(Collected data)
*****

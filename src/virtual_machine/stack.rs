//! Operand stack.
//!
//! A LIFO of `u32` words with explicit capacity doubling. Every access is
//! bounds-checked; reaching below the bottom yields [`StackUnderflow`]
//! instead of reading stale memory.

use imp_derive::Error;

/// Capacity of the first allocation.
pub const INITIAL_CAPACITY: usize = 16;

/// Pop or peek reached below the bottom of the stack.
///
/// `depth` is the requested position below the top (0 = top), `size` the
/// number of elements that were on the stack.
#[derive(Debug, Clone, Copy, PartialEq, Eq, Error)]
#[error("stack underflow: depth {depth}, size {size}")]
pub struct StackUnderflow {
    pub depth: usize,
    pub size: usize,
}

/// Growable LIFO of unsigned 32-bit words.
#[derive(Debug, Clone, Default)]
pub struct OperandStack {
    words: Vec<u32>,
}

impl OperandStack {
    /// Creates an empty stack. Nothing is allocated until the first push.
    pub fn new() -> Self {
        Self { words: Vec::new() }
    }

    /// Pushes `word` on top, doubling the backing storage when it is full.
    pub fn push(&mut self, word: u32) {
        if self.words.len() == self.words.capacity() {
            let additional = self.words.capacity().max(INITIAL_CAPACITY);
            self.words.reserve_exact(additional);
        }
        self.words.push(word);
    }

    /// Removes and returns the top word.
    pub fn pop(&mut self) -> Result<u32, StackUnderflow> {
        self.words.pop().ok_or(StackUnderflow { depth: 0, size: 0 })
    }

    /// Returns the word `depth` positions below the top without removing it.
    pub fn peek(&self, depth: usize) -> Result<u32, StackUnderflow> {
        let size = self.words.len();
        depth
            .checked_add(1)
            .and_then(|n| size.checked_sub(n))
            .and_then(|idx| self.words.get(idx).copied())
            .ok_or(StackUnderflow { depth, size })
    }

    /// Number of words on the stack.
    pub fn len(&self) -> usize {
        self.words.len()
    }

    pub fn is_empty(&self) -> bool {
        self.words.is_empty()
    }

    /// Current backing capacity, always at least [`len`](Self::len).
    pub fn capacity(&self) -> usize {
        self.words.capacity()
    }

    /// Stack contents from bottom to top.
    pub fn as_slice(&self) -> &[u32] {
        &self.words
    }
}

#[cfg(test)]
mod tests {
    use super::*;

    #[test]
    fn push_then_pop_restores_stack() {
        let mut stack = OperandStack::new();
        stack.push(1);
        stack.push(u32::MAX);
        assert_eq!(stack.pop(), Ok(u32::MAX));
        assert_eq!(stack.as_slice(), &[1]);
    }

    #[test]
    fn pop_empty_underflows() {
        let mut stack = OperandStack::new();
        assert_eq!(stack.pop(), Err(StackUnderflow { depth: 0, size: 0 }));
    }

    #[test]
    fn peek_counts_from_top() {
        let mut stack = OperandStack::new();
        for w in [10, 20, 30] {
            stack.push(w);
        }
        assert_eq!(stack.peek(0), Ok(30));
        assert_eq!(stack.peek(2), Ok(10));
        assert_eq!(stack.peek(3), Err(StackUnderflow { depth: 3, size: 3 }));
        assert_eq!(stack.len(), 3);
    }

    #[test]
    fn peek_empty_underflows() {
        let stack = OperandStack::new();
        assert_eq!(stack.peek(0), Err(StackUnderflow { depth: 0, size: 0 }));
    }

    #[test]
    fn growth_keeps_earlier_elements() {
        let mut stack = OperandStack::new();
        let count = INITIAL_CAPACITY as u32 * 5 + 3;
        for w in 0..count {
            stack.push(w);
            assert!(stack.capacity() >= stack.len());
        }
        let expected: Vec<u32> = (0..count).collect();
        assert_eq!(stack.as_slice(), expected.as_slice());
    }

    #[test]
    fn capacity_doubles_and_never_shrinks() {
        let mut stack = OperandStack::new();
        stack.push(0);
        while stack.len() < stack.capacity() {
            stack.push(0);
        }
        let full = stack.capacity();
        assert!(full >= INITIAL_CAPACITY);
        stack.push(0);
        assert!(stack.capacity() >= 2 * full);

        let grown = stack.capacity();
        while stack.pop().is_ok() {}
        assert_eq!(stack.capacity(), grown);
    }

    #[test]
    fn underflow_message() {
        let err = StackUnderflow { depth: 1, size: 0 };
        assert_eq!(err.to_string(), "stack underflow: depth 1, size 0");
    }
}
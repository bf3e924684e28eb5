use imp_derive::Error;

/// Errors raised while decoding, assembling or executing a program.
///
/// Runtime variants carry the mnemonic and instruction pointer of the
/// instruction that failed. All of them end the run.
#[derive(Debug, Error)]
pub enum VMError {
    // =========================
    // Object decoding
    // =========================
    /// Object file ended before the header, data or instruction segment was complete.
    #[error("truncated object file: {section} needs {expected} bytes, {available} available")]
    TruncatedInput {
        section: &'static str,
        expected: usize,
        available: usize,
    },

    // =========================
    // Execution
    // =========================
    /// Pop or peek reached below the bottom of the operand stack.
    #[error("{instruction} at {ip}: stack underflow (depth {depth}, size {size})")]
    StackUnderflow {
        instruction: &'static str,
        ip: usize,
        depth: usize,
        size: usize,
    },
    /// `div` or `mod` with a zero divisor.
    #[error("{instruction} at {ip}: division by zero")]
    DivideByZero { instruction: &'static str, ip: usize },
    /// Jump or branch target past the terminal halt byte.
    #[error("{instruction} at {ip}: jump target {target} outside [0, {limit}]")]
    InvalidJumpTarget {
        instruction: &'static str,
        ip: usize,
        target: usize,
        limit: usize,
    },
    /// `load` address past the end of the data segment.
    #[error("load at {ip}: data address {address} out of bounds ({available} words)")]
    InvalidDataAddress {
        ip: usize,
        address: u8,
        available: usize,
    },
    /// Opcode byte that is not part of the instruction set.
    #[error("invalid instruction 0x{opcode:02X} at {ip}")]
    InvalidInstruction { opcode: u8, ip: usize },
    /// Immediate-operand opcode placed on the last declared instruction byte.
    #[error("{instruction} at {ip}: missing immediate operand")]
    MissingOperand { instruction: &'static str, ip: usize },
    /// Console token that is not an unsigned 32-bit integer.
    #[error("in at {ip}: expected an unsigned 32-bit integer, got '{input}'")]
    MalformedInput { ip: usize, input: String },
    /// Console input closed while `in` was waiting.
    #[error("in at {ip}: end of input")]
    EndOfInput { ip: usize },
    /// Console or file I/O failure.
    #[error("io error: {reason}")]
    Io { reason: String },

    // =========================
    // Assembly
    // =========================
    /// Assembly error with line number context.
    #[error("line {line}: {source}")]
    AssemblyError { line: usize, source: Box<VMError> },
    /// Unrecognized instruction mnemonic.
    #[error("invalid instruction name: {name}")]
    InvalidInstructionName { name: String },
    /// Label defined more than once.
    #[error("duplicate label: {label}")]
    DuplicateLabel { label: String },
    /// Reference to undefined label.
    #[error("undefined label: {label}")]
    UndefinedLabel { label: String },
    /// Literal that does not fit its slot.
    #[error("value {value} out of range (max {max})")]
    ValueOutOfRange { value: String, max: u64 },
    /// `DAT` or `INS` marker missing.
    #[error("missing {section} section")]
    MissingSection { section: &'static str },
    /// Segment longer than its one-byte count can describe.
    #[error("{section} segment has {len} entries, at most 255 allowed")]
    SegmentTooLarge { section: &'static str, len: usize },
}

impl From<std::io::Error> for VMError {
    fn from(err: std::io::Error) -> Self {
        VMError::Io {
            reason: err.to_string(),
        }
    }
}
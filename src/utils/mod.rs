//! Cross-cutting helpers.
//!
//! - [`log`]: leveled stderr logging macros

pub mod log;
//! Derive macro for error types.
//!
//! Every enum variant (or the struct itself) declares its message with
//! `#[error("...")]`. Named fields are bound by name and picked up by the
//! format string's inline captures; positional fields are referred to as
//! `{0}`, `{1}`, ...
//!
//! ```ignore
//! use imp_derive::Error;
//!
//! #[derive(Debug, Error)]
//! pub enum LoadError {
//!     #[error("file not found: {0}")]
//!     NotFound(String),
//!     #[error("expected {expected} bytes, got {actual}")]
//!     Short { expected: usize, actual: usize },
//!     #[error("empty file")]
//!     Empty,
//! }
//! ```

use proc_macro::TokenStream;
use proc_macro2::TokenStream as TokenStream2;
use quote::{ToTokens, format_ident, quote};
use syn::{Attribute, Data, DeriveInput, Fields, LitStr, parse_macro_input};

pub fn derive_error(input: TokenStream) -> TokenStream {
    let input = parse_macro_input!(input as DeriveInput);
    expand(&input)
        .unwrap_or_else(syn::Error::into_compile_error)
        .into()
}

fn expand(input: &DeriveInput) -> syn::Result<TokenStream2> {
    let name = &input.ident;
    let (impl_generics, ty_generics, where_clause) = input.generics.split_for_impl();

    let body = match &input.data {
        Data::Enum(data) => {
            let arms = data
                .variants
                .iter()
                .map(|variant| {
                    let message = message(&variant.attrs, variant)?;
                    let ident = &variant.ident;
                    let pattern = bind_fields(&variant.fields);
                    Ok(quote! { Self::#ident #pattern => write!(f, #message), })
                })
                .collect::<syn::Result<Vec<_>>>()?;
            quote! {
                match self {
                    #(#arms)*
                }
            }
        }
        Data::Struct(data) => {
            let message = message(&input.attrs, &input.ident)?;
            let pattern = bind_fields(&data.fields);
            quote! {
                let Self #pattern = self;
                write!(f, #message)
            }
        }
        Data::Union(_) => {
            return Err(syn::Error::new_spanned(
                input,
                "Error derive does not support unions",
            ));
        }
    };

    Ok(quote! {
        impl #impl_generics ::std::fmt::Display for #name #ty_generics #where_clause {
            #[allow(unused_variables)]
            fn fmt(&self, f: &mut ::std::fmt::Formatter<'_>) -> ::std::fmt::Result {
                #body
            }
        }

        impl #impl_generics ::std::error::Error for #name #ty_generics #where_clause {}
    })
}

/// Destructuring pattern binding every field: `{ a, b }`, `(_0, _1)` or nothing.
fn bind_fields(fields: &Fields) -> TokenStream2 {
    match fields {
        Fields::Unit => TokenStream2::new(),
        Fields::Named(named) => {
            let idents = named.named.iter().map(|field| &field.ident);
            quote! { { #(#idents),* } }
        }
        Fields::Unnamed(unnamed) => {
            let idents = (0..unnamed.unnamed.len()).map(|i| format_ident!("_{}", i));
            quote! { ( #(#idents),* ) }
        }
    }
}

/// Reads the `#[error("...")]` message and rewrites `{N}` / `{N:...}` to `{_N}`.
fn message<T: ToTokens>(attrs: &[Attribute], target: &T) -> syn::Result<LitStr> {
    let attr = attrs
        .iter()
        .find(|attr| attr.path().is_ident("error"))
        .ok_or_else(|| {
            syn::Error::new_spanned(target, "missing #[error(\"...\")] attribute")
        })?;
    let lit: LitStr = attr.parse_args()?;
    Ok(LitStr::new(&rename_positional(&lit.value()), lit.span()))
}

fn rename_positional(format: &str) -> String {
    let mut out = String::with_capacity(format.len());
    let mut chars = format.chars().peekable();
    while let Some(c) = chars.next() {
        out.push(c);
        if c != '{' {
            continue;
        }
        if chars.peek() == Some(&'{') {
            // escaped brace
            out.push('{');
            chars.next();
            continue;
        }
        if chars.peek().is_some_and(|d| d.is_ascii_digit()) {
            out.push('_');
        }
    }
    out
}
//! # Seine Types
//!
//! Shared types for the seine search engine workspace. This crate holds the
//! data model every other crate agrees on (document identifiers, positional
//! postings, fetched-page records) and the port traits that decouple the
//! crawler from its collaborators:
//!
//! - **[`Fetcher`]**: HTTP retrieval (implemented by `seine-fetch`)
//! - **[`HtmlExtractor`]**: title/text/link extraction (implemented by `seine-html`)
//!
//! Keeping the ports here avoids circular dependencies between the spider
//! and the crates that implement its collaborators.

pub mod errors;
pub mod ports;
pub mod types;

pub use errors::FetchError;
pub use ports::{Fetcher, HtmlExtractor};
pub use types::{DocId, FetchedPage, PageProbe, Posting};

*****

→ **Instructions to follow**
The response must hold only the lines above from the line with "picked up by the" through the line with "let name = &input.ident;", each copied exactly, both ends kept.

→ **Output**
//! `#[error("...")]`. Named fields are bound by name and picked up by the
//! format string's inline captures; positional fields are referred to as
//! `{0}`, `{1}`, ...
//!
//! ```ignore
//! use imp_derive::Error;
//!
//! #[derive(Debug, Error)]
//! pub enum LoadError {
//!     #[error("file not found: {0}")]
//!     NotFound(String),
//!     #[error("expected {expected} bytes, got {actual}")]
//!     Short { expected: usize, actual: usize },
//!     #[error("empty file")]
//!     Empty,
//! }
//! ```

use proc_macro::TokenStream;
use proc_macro2::TokenStream as TokenStream2;
use quote::{ToTokens, format_ident, quote};
use syn::{Attribute, Data, DeriveInput, Fields, LitStr, parse_macro_input};

pub fn derive_error(input: TokenStream) -> TokenStream {
    let input = parse_macro_input!(input as DeriveInput);
    expand(&input)
        .unwrap_or_else(syn::Error::into_compile_error)
        .into()
}

fn expand(input: &DeriveInput) -> syn::Result<TokenStream2> {
    let name = &input.ident;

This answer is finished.